(Record excerpts)
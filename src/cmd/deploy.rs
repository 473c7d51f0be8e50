use std::sync::Arc;
use std::time::Duration;

use anyhow::{Result, bail};
use gitdeploy::config::DeployConfig;
use gitdeploy::deploy::dispatcher::{Dispatcher, launcher_for};
use gitdeploy::deploy::models::DeploymentStatus;
use gitdeploy::deploy::status::StatusReporter;
use gitdeploy::deploy::worker::{EXIT_COMPLETED, EXIT_FAILED, EXIT_NOT_CLAIMED, Worker};
use gitdeploy::errors::DeployError;
use tracing::{error, info};

use super::setup::open_db;

/// Trigger a deployment. Returns the process exit code: non-zero only
/// when `--wait` observed a failed deployment.
pub async fn cmd_deploy(
    config: DeployConfig,
    application_id: i64,
    wait: bool,
    interval_secs: u64,
) -> Result<i32> {
    let config = Arc::new(config);
    let db = open_db(&config)?;
    let launcher = launcher_for(db.clone(), config.clone())?;
    let dispatcher = Dispatcher::new(db.clone(), config.clone(), launcher.clone());

    let deployment = match dispatcher.start_deployment(application_id).await {
        Ok(deployment) => deployment,
        Err(DeployError::Conflict { .. }) => {
            let active = db
                .call(move |db| db.active_deployment_for_application(application_id))
                .await?;
            match active {
                Some(active) => bail!(
                    "Deployment {} is already {} for application {}; check it with `gitdeploy status {}`",
                    active.id,
                    active.status,
                    application_id,
                    active.id
                ),
                None => bail!(
                    "A deployment is already in progress for application {}",
                    application_id
                ),
            }
        }
        Err(e) => return Err(e.into()),
    };
    println!(
        "Deployment {} queued for application {}",
        deployment.id, application_id
    );

    if !wait {
        // In-process workers would die with us.
        launcher.join_all().await;
        return Ok(EXIT_COMPLETED);
    }

    let reporter = StatusReporter::new(db, config);
    let interval = Duration::from_secs(interval_secs.max(1));
    let mut last = DeploymentStatus::Pending;
    let report = loop {
        let report = reporter.status(deployment.id).await?;
        if report.status != last {
            println!("Status: {}", report.status);
            last = report.status;
        }
        if report.status.is_terminal() {
            break report;
        }
        tokio::time::sleep(interval).await;
    };
    launcher.join_all().await;

    println!();
    println!("{}", report.log.trim_end());
    Ok(match report.status {
        DeploymentStatus::Completed => EXIT_COMPLETED,
        _ => EXIT_FAILED,
    })
}

/// Execute one deployment in this process. The exit code tells a
/// supervising launcher how the run ended.
pub async fn cmd_worker(config: DeployConfig, deployment_id: i64) -> Result<i32> {
    let config = Arc::new(config);
    let db = open_db(&config)?;
    let worker = Worker::with_git(db, config);
    match worker.run(deployment_id).await {
        Ok(deployment) => {
            info!(deployment_id, status = %deployment.status, "worker finished");
            Ok(match deployment.status {
                DeploymentStatus::Completed => EXIT_COMPLETED,
                _ => EXIT_FAILED,
            })
        }
        Err(e) => {
            error!(deployment_id, error = %e, "deployment not claimed");
            eprintln!("{}", e);
            Ok(EXIT_NOT_CLAIMED)
        }
    }
}

pub async fn cmd_sweep(config: DeployConfig) -> Result<()> {
    let config = Arc::new(config);
    let db = open_db(&config)?;
    let launcher = launcher_for(db.clone(), config.clone())?;
    let dispatcher = Dispatcher::new(db, config, launcher);

    let expired = dispatcher.sweep().await?;
    if expired.is_empty() {
        println!("No abandoned deployments.");
    } else {
        let ids: Vec<String> = expired.iter().map(|id| id.to_string()).collect();
        println!("Expired {} deployment(s): {}", expired.len(), ids.join(", "));
    }
    Ok(())
}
(End Record excerpts)
_Your goal_. Your task is to write out, exactly, the line that contains "DeployConfig, deployment_id: i64)" and each line after it to the end of the data, with no other lines.

_Output below_.
pub async fn cmd_worker(config: DeployConfig, deployment_id: i64) -> Result<i32> {
    let config = Arc::new(config);
    let db = open_db(&config)?;
    let worker = Worker::with_git(db, config);
    match worker.run(deployment_id).await {
        Ok(deployment) => {
            info!(deployment_id, status = %deployment.status, "worker finished");
            Ok(match deployment.status {
                DeploymentStatus::Completed => EXIT_COMPLETED,
                _ => EXIT_FAILED,
            })
        }
        Err(e) => {
            error!(deployment_id, error = %e, "deployment not claimed");
            eprintln!("{}", e);
            Ok(EXIT_NOT_CLAIMED)
        }
    }
}

pub async fn cmd_sweep(config: DeployConfig) -> Result<()> {
    let config = Arc::new(config);
    let db = open_db(&config)?;
    let launcher = launcher_for(db.clone(), config.clone())?;
    let dispatcher = Dispatcher::new(db, config, launcher);

    let expired = dispatcher.sweep().await?;
    if expired.is_empty() {
        println!("No abandoned deployments.");
    } else {
        let ids: Vec<String> = expired.iter().map(|id| id.to_string()).collect();
        println!("Expired {} deployment(s): {}", expired.len(), ids.join(", "));
    }
    Ok(())
}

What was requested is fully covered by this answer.